# What to do:
Would you copy each line of the records that includes the word "InitializationFailed"?

# Data for the task:
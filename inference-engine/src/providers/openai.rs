//! OpenAI-compatible remote HTTP provider. Also the default backend
//! for any endpoint that speaks the OpenAI chat-completions wire
//! format (many self-hosted and third-party gateways do).

use crate::error::ProviderError;
use crate::models::{FinishReason, InferenceRequest, InferenceResponse, Role, StreamChunk, ToolCall, Usage};
use crate::providers::http_client::{AuthStrategy, HttpProviderClient};
use crate::providers::{HealthStatus, Provider, ProviderCapabilities, ProviderConfig, ProviderHealth};
use async_trait::async_trait;
use futures::stream::BoxStream;
use serde::{Deserialize, Serialize};
use serde_json::json;
use std::time::Instant;

const DEFAULT_BASE_URL: &str = "https://api.openai.com/v1";

pub struct OpenAiProvider {
    id: String,
    http: HttpProviderClient,
    capabilities: ProviderCapabilities,
    metadata: std::collections::HashMap<String, String>,
}

impl OpenAiProvider {
    pub fn new(config: ProviderConfig) -> Result<Self, ProviderError> {
        validate_config(&config)?;
        let api_key = config.api_key().expect("validated above");
        let http = HttpProviderClient::new(
            config.timeout,
            config.base_url.clone(),
            DEFAULT_BASE_URL,
            &config.properties,
            AuthStrategy::Bearer { token: api_key.to_string() },
        )?;
        Ok(Self {
            id: config.id,
            http,
            capabilities: ProviderCapabilities {
                streaming: true,
                function_calling: true,
                tool_calling: true,
                max_context_tokens: 128_000,
                max_output_tokens: 16_384,
                priority: config.priority,
                cost_per_1k_tokens: config.cost_per_1k_tokens,
                ..Default::default()
            },
            metadata: config.metadata,
        })
    }
}

fn validate_config(config: &ProviderConfig) -> Result<(), ProviderError> {
    if config.api_key().is_none() {
        return Err(ProviderError::InitializationFailed { message: "missing api_key secret".into() });
    }
    Ok(())
}

#[derive(Serialize)]
struct ChatCompletionRequest<'a> {
    model: &'a str,
    messages: Vec<WireMessage>,
    #[serde(skip_serializing_if = "Option::is_none")]
    temperature: Option<f32>,
    #[serde(skip_serializing_if = "Option::is_none")]
    max_tokens: Option<u32>,
    stream: bool,
}

#[derive(Serialize, Deserialize)]
struct WireMessage {
    role: String,
    content: String,
}

#[derive(Deserialize)]
struct ChatCompletionResponse {
    choices: Vec<ChatChoice>,
    usage: Option<ChatUsage>,
    model: String,
}

#[derive(Deserialize)]
struct ChatChoice {
    message: WireMessage,
    finish_reason: Option<String>,
}

#[derive(Deserialize)]
struct ChatUsage {
    prompt_tokens: u32,
    completion_tokens: u32,
}

fn to_wire_messages(request: &InferenceRequest) -> Vec<WireMessage> {
    request
        .messages
        .iter()
        .map(|m| WireMessage {
            role: match m.role {
                Role::System => "system",
                Role::User => "user",
                Role::Assistant => "assistant",
                Role::Tool | Role::Function => "tool",
            }
            .to_string(),
            content: m.content.clone(),
        })
        .collect()
}

fn finish_reason_from(raw: Option<&str>) -> FinishReason {
    match raw {
        Some("tool_calls") => FinishReason::ToolCalls,
        Some("length") => FinishReason::Length,
        Some("stop") | None => FinishReason::Stop,
        Some(_) => FinishReason::Stop,
    }
}

#[async_trait]
impl Provider for OpenAiProvider {
    fn id(&self) -> &str {
        &self.id
    }

    fn name(&self) -> &str {
        "openai"
    }

    fn version(&self) -> &str {
        env!("CARGO_PKG_VERSION")
    }

    fn metadata(&self) -> &std::collections::HashMap<String, String> {
        &self.metadata
    }

    fn capabilities(&self) -> &ProviderCapabilities {
        &self.capabilities
    }

    async fn initialize(&self, config: &ProviderConfig) -> Result<(), ProviderError> {
        validate_config(config)
    }

    async fn infer(&self, request: &InferenceRequest) -> Result<InferenceResponse, ProviderError> {
        let start = Instant::now();
        let wire_request = ChatCompletionRequest {
            model: &request.model,
            messages: to_wire_messages(request),
            temperature: request.parameters.temperature,
            max_tokens: request.parameters.max_tokens,
            stream: false,
        };

        let resp: ChatCompletionResponse =
            self.http.post_json("/chat/completions", &wire_request).await?;

        let choice = resp.choices.into_iter().next().ok_or(ProviderError::InvalidResponse)?;
        let usage = resp.usage.map(|u| Usage {
            input_tokens: u.prompt_tokens,
            output_tokens: u.completion_tokens,
        }).unwrap_or_default();

        Ok(InferenceResponse {
            request_id: request.id,
            content: choice.message.content,
            model: resp.model,
            usage,
            duration_ms: start.elapsed().as_millis() as u64,
            timestamp: chrono::Utc::now(),
            finish_reason: finish_reason_from(choice.finish_reason.as_deref()),
            tool_calls: Vec::<ToolCall>::new(),
            metadata: Default::default(),
        })
    }

    async fn infer_stream(
        &self,
        request: &InferenceRequest,
    ) -> Result<BoxStream<'static, Result<StreamChunk, ProviderError>>, ProviderError> {
        let wire_request = json!({
            "model": request.model,
            "messages": to_wire_messages(request),
            "temperature": request.parameters.temperature,
            "max_tokens": request.parameters.max_tokens,
            "stream": true,
        });

        let response = self.http.post_json_raw("/chat/completions", &wire_request).await?;
        if !response.status().is_success() {
            return Err(crate::providers::http_client::map_error_response(response).await);
        }

        let request_id = request.id;
        let stream = async_stream::stream! {
            let mut bytes_stream = response.bytes_stream();
            let mut buffer = String::new();
            let mut seq = 0u64;

            while let Some(chunk_result) = futures::StreamExt::next(&mut bytes_stream).await {
                let chunk = match chunk_result {
                    Ok(c) => c,
                    Err(e) => {
                        yield Ok(StreamChunk {
                            request_id,
                            seq,
                            delta: String::new(),
                            tool_call_delta: None,
                            done: true,
                            usage: None,
                            error: Some(crate::models::StreamError {
                                code: "PROVIDER_UNAVAILABLE".into(),
                                message: e.to_string(),
                                retryable: true,
                            }),
                        });
                        return;
                    }
                };
                buffer.push_str(&String::from_utf8_lossy(&chunk));

                while let Some(line_end) = buffer.find('\n') {
                    let line = buffer[..line_end].trim().to_string();
                    buffer.drain(..=line_end);
                    let Some(json_str) = line.strip_prefix("data: ") else { continue };
                    if json_str == "[DONE]" {
                        yield Ok(StreamChunk {
                            request_id,
                            seq,
                            delta: String::new(),
                            tool_call_delta: None,
                            done: true,
                            usage: None,
                            error: None,
                        });
                        return;
                    }
                    let parsed: serde_json::Value = match serde_json::from_str(json_str) {
                        Ok(v) => v,
                        Err(e) => {
                            yield Err(ProviderError::Serialization(e));
                            continue;
                        }
                    };
                    let delta = parsed["choices"][0]["delta"]["content"]
                        .as_str()
                        .unwrap_or_default()
                        .to_string();
                    yield Ok(StreamChunk {
                        request_id,
                        seq,
                        delta,
                        tool_call_delta: None,
                        done: false,
                        usage: None,
                        error: None,
                    });
                    seq += 1;
                }
            }
        };

        Ok(Box::pin(stream))
    }

    async fn health(&self) -> ProviderHealth {
        let start = Instant::now();
        match self.http.get_json::<serde_json::Value>("/models").await {
            Ok(_) => ProviderHealth {
                status: HealthStatus::Up,
                message: format!("{}ms", start.elapsed().as_millis()),
                timestamp: chrono::Utc::now(),
                details: Default::default(),
            },
            Err(e) => ProviderHealth {
                status: HealthStatus::Down,
                message: e.to_string(),
                timestamp: chrono::Utc::now(),
                details: Default::default(),
            },
        }
    }
}

#[cfg(test)]
mod tests {
    use super::*;

    #[test]
    fn new_fails_without_api_key_secret() {
        let config = ProviderConfig { secrets: Default::default(), ..ProviderConfig::new("openai", "sk-test") };
        let err = OpenAiProvider::new(config).unwrap_err();
        assert!(matches!(err, ProviderError::InitializationFailed { .. }));
    }

    #[tokio::test]
    async fn initialize_is_idempotent() {
        let config = ProviderConfig::new("openai", "sk-test");
        let provider = OpenAiProvider::new(config.clone()).unwrap();
        provider.initialize(&config).await.unwrap();
        provider.initialize(&config).await.unwrap();
    }
}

# Exercise response:
        return Err(ProviderError::InitializationFailed { message: "missing api_key secret".into() });
        assert!(matches!(err, ProviderError::InitializationFailed { .. }));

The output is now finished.